Pensemos si no en toda esa maquinaria sexista que la primera temporada desnudó: una complicada y limitada incorporación de la mujer al mercado laboral, una represión sexual que la mermaba y le impedía fluir con libertad, un etiquetaje ofensivo cuando salía de los márgenes de aquello que le decían que debía ser. Son rasgos que, desgraciadamente y por mucho que haya llovido y se hayan suavizado, cualquier mujer conocerá como la palma de su mano. Por eso permanece el espíritu #chicasdelcable en nuestra generación.
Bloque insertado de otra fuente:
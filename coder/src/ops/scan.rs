//! Scan operation - source discovery.

use std::sync::Arc;

use codergen_ir::Module;
use codergen_scan::{Result, Scanner};

/// Pattern scanned when none is given.
pub const DEFAULT_PATTERN: &str = "./...";

/// Scan `patterns` relative to the working directory.
pub fn scan(patterns: &[String]) -> Result<Vec<Arc<Module>>> {
    let mut scanner = Scanner::new(".");
    if patterns.is_empty() {
        scanner.scan(DEFAULT_PATTERN)?;
    }
    for pattern in patterns {
        scanner.scan(pattern)?;
    }

    let modules = scanner.process()?;
    tracing::debug!(
        files = scanner.files().count(),
        modules = modules.len(),
        "scan complete"
    );
    Ok(modules.into_iter().map(Arc::new).collect())
}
Y si aquella primera temporada fue una escalada hacia la libertad, esta segunda será una lucha por conservarla, algo que tampoco suena ajeno en un mundo plagado de amagos de retroceso social. Ahora ya no son simples telefonistas: se han empoderado, han tomado el control de sus vidas y están al cargo de las decisiones. No obstante, la independencia, el acto de vivir tu vida como siempre has querido vivirla, siempre ha tenido un precio. En unas ocasiones, el desprecio. En otras, la culpa. Pero es ahí, en la percepción de tener libertad para elegir, de ser la verdadera timonel de tu destino, de hacerte responsable de las consecuencias de tus decisiones, donde radica la felicidad de existir.

Las protagonistas aprenden esto de primera mano. Porque la trama de la serie viene envuelta en un manto mucho más sombrío y moralmente confuso, fruto de esas decisiones incorrectas que solo pueden surgir desde la libertad. Porque solo puede equivocarse quien tiene la capacidad de elegir. Y para mantener esa capacidad, las chicas del cable harán todo lo posible, incluso ejecutar un turbio crimen que las unirá en el sentimiento de culpabilidad y en la necesidad de encubrirlo para protegerse las unas a las otras. Porque si la escalada hacia la libertad de la primera temporada era ardua y fangosa, la tarea de preservarla ante toda una sociedad que trata de arrebatártela es titánica.

La trama emocional se presenta llena de complejidad. Si el fin justifica los medios o no, es un convencimiento personal. Un sentir innegociable que hará que cada uno de nosotros interprete lo que ocurre en los episodios en base a su propia moralidad. Sin embargo, nadie pone en duda que, en principio, cualquiera de nosotros haríamos lo que estuviese en nuestra mano para seguir siendo libres si el entorno que nos rodea conspirara para dominarnos, sea 1929, 2018 o 2075, si tenemos la desventura de continuar en las mismas.

Y esa es la premisa del cuarteto protagonista, que lidiará con ello mientras se ve envuelto en enmarañados romances y crisis de identidad que sobre volarán toda la temporada. Una que, seguro, seguirá siendo un espejo en el que mirarnos.